PROBLEM DESCRIPTION
Which of the lines in the data mention the string "OnceLock"? List them all.

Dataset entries
%%
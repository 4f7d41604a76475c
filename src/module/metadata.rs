//! 模块元数据定义
//!
//! 定义注册表记录、模块描述符、错误日志条目等数据结构。

use chrono::{DateTime, Utc};
use regex::Regex;
use serde::{Deserialize, Serialize};
use std::collections::BTreeMap;
use std::sync::OnceLock;

use crate::utils::{CoreError, Result};

/// 依赖声明：可由外部安装器安装的包标识，顺序即安装顺序
pub type DependencySpec = String;

/// 模块来源
#[derive(Debug, Clone, Copy, PartialEq, Eq, Hash, Serialize, Deserialize, Default)]
#[serde(rename_all = "lowercase")]
pub enum Origin {
    /// 系统模块：受保护，不可删除
    System,
    /// 用户模块
    #[default]
    User,
}

impl Origin {
    pub fn is_system(self) -> bool {
        matches!(self, Origin::System)
    }
}

impl std::fmt::Display for Origin {
    fn fmt(&self, f: &mut std::fmt::Formatter<'_>) -> std::fmt::Result {
        match self {
            Origin::System => f.pad("system"),
            Origin::User => f.pad("user"),
        }
    }
}

/// 注册表中以 `is_system` 布尔列保存来源
mod origin_flag {
    use super::Origin;
    use serde::{Deserialize, Deserializer, Serializer};

    pub fn serialize<S: Serializer>(origin: &Origin, s: S) -> Result<S::Ok, S::Error> {
        s.serialize_bool(origin.is_system())
    }

    pub fn deserialize<'de, D: Deserializer<'de>>(d: D) -> Result<Origin, D::Error> {
        Ok(if bool::deserialize(d)? {
            Origin::System
        } else {
            Origin::User
        })
    }
}

/// 注册表记录（持久化）
#[derive(Debug, Clone, PartialEq, Eq, Serialize, Deserialize)]
pub struct ModuleRecord {
    /// 模块名称（唯一键）
    pub name: String,
    /// 制品位置（路径或 URI）
    #[serde(rename = "file_path")]
    pub source_location: String,
    /// 模块来源
    #[serde(rename = "is_system", with = "origin_flag")]
    pub origin: Origin,
    /// 是否激活
    pub is_active: bool,
    /// 首次加载时间
    #[serde(rename = "added_at")]
    pub created_at: DateTime<Utc>,
    /// 最后更新时间
    pub updated_at: DateTime<Utc>,
}

/// 注册表查询过滤条件
#[derive(Debug, Clone, Copy, Default)]
pub struct RecordFilter {
    /// 只返回该来源的记录
    pub origin: Option<Origin>,
    /// 只返回已激活的记录
    pub active_only: bool,
}

impl RecordFilter {
    pub fn all() -> Self {
        Self::default()
    }

    pub fn origin(origin: Origin) -> Self {
        Self {
            origin: Some(origin),
            active_only: false,
        }
    }

    pub fn active(mut self) -> Self {
        self.active_only = true;
        self
    }

    pub fn matches(&self, record: &ModuleRecord) -> bool {
        self.origin.map_or(true, |o| o == record.origin) && (!self.active_only || record.is_active)
    }
}

/// 模块描述符
///
/// 由模块注册入口返回，宿主在其上标注来源后放入目录。
#[derive(Debug, Clone, PartialEq, Eq, Serialize, Deserialize)]
pub struct ModuleDescriptor {
    /// 模块名称
    pub name: String,
    /// 模块说明
    #[serde(default)]
    pub description: String,
    /// 命令名称 -> 说明
    #[serde(default)]
    pub commands: BTreeMap<String, String>,
    /// 模块来源（由宿主标注，模块自报的值会被覆盖）
    #[serde(default)]
    pub origin: Origin,
    /// 需要安装的外部依赖（有序）
    #[serde(default)]
    pub dependencies: Vec<DependencySpec>,
}

fn command_name_pattern() -> &'static Regex {
    static PATTERN: OnceLock<Regex> = OnceLock::new();
    PATTERN.get_or_init(|| Regex::new(r"^[a-z0-9_]{1,32}$").expect("命令名正则无效"))
}

impl ModuleDescriptor {
    pub fn new(name: impl Into<String>) -> Self {
        Self {
            name: name.into(),
            description: String::new(),
            commands: BTreeMap::new(),
            origin: Origin::User,
            dependencies: Vec::new(),
        }
    }

    /// 设置说明
    pub fn with_description(mut self, description: impl Into<String>) -> Self {
        self.description = description.into();
        self
    }

    /// 添加命令说明
    pub fn with_command(mut self, name: impl Into<String>, help: impl Into<String>) -> Self {
        self.commands.insert(name.into(), help.into());
        self
    }

    /// 添加依赖
    pub fn with_dependency(mut self, spec: impl Into<String>) -> Self {
        self.dependencies.push(spec.into());
        self
    }

    /// 校验描述符是否满足宿主约定
    ///
    /// 收集全部问题后一次性返回 `InvalidModuleSchema`。
    pub fn validate(&self, expected_name: &str) -> Result<()> {
        let mut errors = Vec::new();

        if self.name != expected_name {
            errors.push(format!(
                "描述符名称 '{}' 与模块名 '{}' 不一致",
                self.name, expected_name
            ));
        }

        for command in self.commands.keys() {
            if !command_name_pattern().is_match(command) {
                errors.push(format!("命令名 '{}' 无效", command));
            }
        }

        if self.dependencies.iter().any(|d| d.trim().is_empty()) {
            errors.push("依赖声明不能为空".to_string());
        }

        if errors.is_empty() {
            Ok(())
        } else {
            Err(CoreError::invalid_schema(expected_name, errors.join("; ")))
        }
    }
}

/// 加载失败记录（写入错误日志）
#[derive(Debug, Clone, PartialEq, Eq, Serialize, Deserialize)]
pub struct LoadFailure {
    /// 模块名称（名称未知时为空）
    pub module_name: Option<String>,
    /// 错误分类
    pub error_type: String,
    /// 错误消息
    pub error_message: String,
    /// 诊断详情
    pub traceback: Option<String>,
    /// 发生时间
    pub created_at: DateTime<Utc>,
}

impl LoadFailure {
    /// 从宿主错误构造
    pub fn from_error(module_name: Option<&str>, error: &CoreError) -> Self {
        Self {
            module_name: module_name.map(str::to_string),
            error_type: error.kind().to_string(),
            error_message: error.to_string(),
            traceback: error.diagnostic(),
            created_at: Utc::now(),
        }
    }
}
%%
FINAL ANSWER
use std::sync::OnceLock;
    static PATTERN: OnceLock<Regex> = OnceLock::new();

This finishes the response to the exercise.